A penguin was used for many years as their logo, and penguins can still be seen on the roofs at Little America Wyoming. The penguin was used on most of the numerous billboards advertising the Little America hotel. These billboards were located along Interstate 80. In partial reference to the famously remote Little America station in Antarctica, they reminded travelers in vehicles at regular intervals how close they were to the Little America hotel and that there was nothing else available for many miles in either direction. The last of the penguin billboards was removed in the early 2000s.

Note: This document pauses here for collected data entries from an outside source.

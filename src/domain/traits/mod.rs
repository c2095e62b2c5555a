//! Traits: metadata applied to shapes
//!
//! A [`Trait`] is an ID plus a [`Node`] value. Traits with a registered
//! [`TypedTrait`] have their values checked by the [`TraitFactory`] when
//! they are created; every other defined trait is carried as-is.

mod factory;
mod typed;
mod uri;

pub use factory::{coerce_trait_value, merge_trait_values, TraitFactory, TraitMerge};
pub use typed::{
    DeprecatedTrait, DocumentationTrait, ErrorTrait, HttpErrorTrait, HttpHeaderTrait,
    HttpQueryTrait, HttpTrait, LengthTrait, PatternTrait, RangeTrait, StructurallyExclusive,
    SuppressTrait, TagsTrait, TraitDefinition,
};
pub use uri::{Segment, UriLabel, UriPattern, UriPatternError};

use super::id::ShapeId;
use super::node::{Node, NodeType, SourceLocation};
use thiserror::Error;

/// Well-known prelude trait names
pub mod names {
    pub const TRAIT: &str = "trait";
    pub const DOCUMENTATION: &str = "documentation";
    pub const TAGS: &str = "tags";
    pub const REQUIRED: &str = "required";
    pub const BOX: &str = "box";
    pub const SENSITIVE: &str = "sensitive";
    pub const DEPRECATED: &str = "deprecated";
    pub const ERROR: &str = "error";
    pub const HTTP: &str = "http";
    pub const HTTP_LABEL: &str = "httpLabel";
    pub const HTTP_QUERY: &str = "httpQuery";
    pub const HTTP_QUERY_PARAMS: &str = "httpQueryParams";
    pub const HTTP_HEADER: &str = "httpHeader";
    pub const HTTP_ERROR: &str = "httpError";
    pub const HTTP_PAYLOAD: &str = "httpPayload";
    pub const STREAMING: &str = "streaming";
    pub const LENGTH: &str = "length";
    pub const RANGE: &str = "range";
    pub const PATTERN: &str = "pattern";
    pub const PRIVATE: &str = "private";
    pub const READONLY: &str = "readonly";
    pub const IDEMPOTENT: &str = "idempotent";
    pub const SUPPRESS: &str = "suppress";
}

/// Returns the ID of a prelude trait by name
pub fn prelude_trait(name: &str) -> ShapeId {
    ShapeId::prelude(name)
}

#[derive(Debug, Error, PartialEq)]
pub enum TraitError {
    #[error("Expected {expected} value for trait `{trait_id}`, found {found}")]
    UnexpectedType {
        trait_id: ShapeId,
        expected: &'static str,
        found: NodeType,
    },

    #[error("Invalid value for trait `{trait_id}`: {message}")]
    InvalidValue { trait_id: ShapeId, message: String },
}

impl TraitError {
    pub fn trait_id(&self) -> &ShapeId {
        match self {
            TraitError::UnexpectedType { trait_id, .. } => trait_id,
            TraitError::InvalidValue { trait_id, .. } => trait_id,
        }
    }
}

/// A trait application: the trait's shape ID and its value
#[derive(Debug, Clone)]
pub struct Trait {
    id: ShapeId,
    value: Node,
    source: SourceLocation,
}

impl Trait {
    pub fn new(id: ShapeId, value: Node) -> Self {
        Self {
            id,
            value,
            source: SourceLocation::none(),
        }
    }

    pub fn with_source(mut self, source: SourceLocation) -> Self {
        self.source = source;
        self
    }

    pub fn id(&self) -> &ShapeId {
        &self.id
    }

    pub fn value(&self) -> &Node {
        &self.value
    }

    pub fn source(&self) -> &SourceLocation {
        &self.source
    }

    /// Returns true if this is an annotation trait set to `true`
    pub fn is_annotation(&self) -> bool {
        self.value == Node::Bool(true)
    }
}

// Source locations do not participate in equality.
impl PartialEq for Trait {
    fn eq(&self, other: &Self) -> bool {
        self.id == other.id && self.value == other.value
    }
}

/// A trait with a typed Rust representation
pub trait TypedTrait: Sized {
    /// Name of the trait in the prelude namespace
    const NAME: &'static str;

    fn from_node(node: &Node) -> Result<Self, TraitError>;

    fn id() -> ShapeId {
        ShapeId::prelude(Self::NAME)
    }
}

// Helpers shared by the typed trait constructors.

pub(crate) fn expect_string<'a>(id: &ShapeId, node: &'a Node) -> Result<&'a str, TraitError> {
    node.as_str().ok_or_else(|| TraitError::UnexpectedType {
        trait_id: id.clone(),
        expected: "string",
        found: NodeType::of(node),
    })
}

pub(crate) fn expect_object<'a>(
    id: &ShapeId,
    node: &'a Node,
) -> Result<&'a serde_json::Map<String, Node>, TraitError> {
    node.as_object().ok_or_else(|| TraitError::UnexpectedType {
        trait_id: id.clone(),
        expected: "object",
        found: NodeType::of(node),
    })
}

pub(crate) fn expect_array<'a>(id: &ShapeId, node: &'a Node) -> Result<&'a Vec<Node>, TraitError> {
    node.as_array().ok_or_else(|| TraitError::UnexpectedType {
        trait_id: id.clone(),
        expected: "array",
        found: NodeType::of(node),
    })
}

pub(crate) fn expect_string_list(id: &ShapeId, node: &Node) -> Result<Vec<String>, TraitError> {
    expect_array(id, node)?
        .iter()
        .map(|item| expect_string(id, item).map(str::to_string))
        .collect()
}

#[cfg(test)]
mod tests {
    use super::*;
    use serde_json::json;

    #[test]
    fn trait_equality_ignores_source() {
        let a = Trait::new(prelude_trait("tags"), json!(["a"]))
            .with_source(SourceLocation::new("a.json", 1, 1));
        let b = Trait::new(prelude_trait("tags"), json!(["a"]));
        assert_eq!(a, b);
        assert_ne!(a, Trait::new(prelude_trait("tags"), json!(["b"])));
    }

    #[test]
    fn annotation_traits() {
        assert!(Trait::new(prelude_trait("required"), json!(true)).is_annotation());
        assert!(!Trait::new(prelude_trait("documentation"), json!("x")).is_annotation());
    }

    #[test]
    fn string_list_helper_reports_type() {
        let id = prelude_trait("tags");
        assert_eq!(
            expect_string_list(&id, &json!(["a", "b"])).unwrap(),
            vec!["a", "b"]
        );
        let err = expect_string_list(&id, &json!(["a", 1])).unwrap_err();
        assert!(err.to_string().contains("Expected string"));
        assert_eq!(err.trait_id(), &id);
    }
}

In September 2014, Grand America Hotels & Resorts entered into a non-prosecution agreement with Homeland Security Investigations (HSI), the U.S. Immigration and Customs Enforcement (ICE), and the United States Attorney for the District of Utah to forfeit $1.95 million (equivalent to $ million in ) in relation to an investigative case involving the hiring of illegal aliens and undocumented workers. During an administrative audit in 2010-11, HSI had discovered that 133 "undocumented individuals" had been working for the company at The Grand America Hotel in Salt Lake City, Utah. Following the completion of the audit, the company was given a warning and the employees were terminated. However, according to the press release by the United States Attorney for the District of Utah, as many as 43 of the workers returned to the former jobs, some "within days of the HSI warning". Their return to work was facilitated by three temporary employment agencies, which had been created expressly to allow the former employees to continue working. Notwithstanding, the press release continued, the three temporary employment agencies had been created by "lower level and mid-level managers" and "without the knowledge or consent of top executives at the Hotel". Moreover, most of workers returned using fraudulent documents and different names. In addition to the forfeiture, the company agreed to adopt new measures to insure future compliance with employment laws. These measures were anticipated to cost the company $500,000 to implement. The U.S. Attorney's Office indicated that Grand America Hotels & Resorts had been fully cooperative throughout the entire process. In the end, two managers were disciplined and four more were fired.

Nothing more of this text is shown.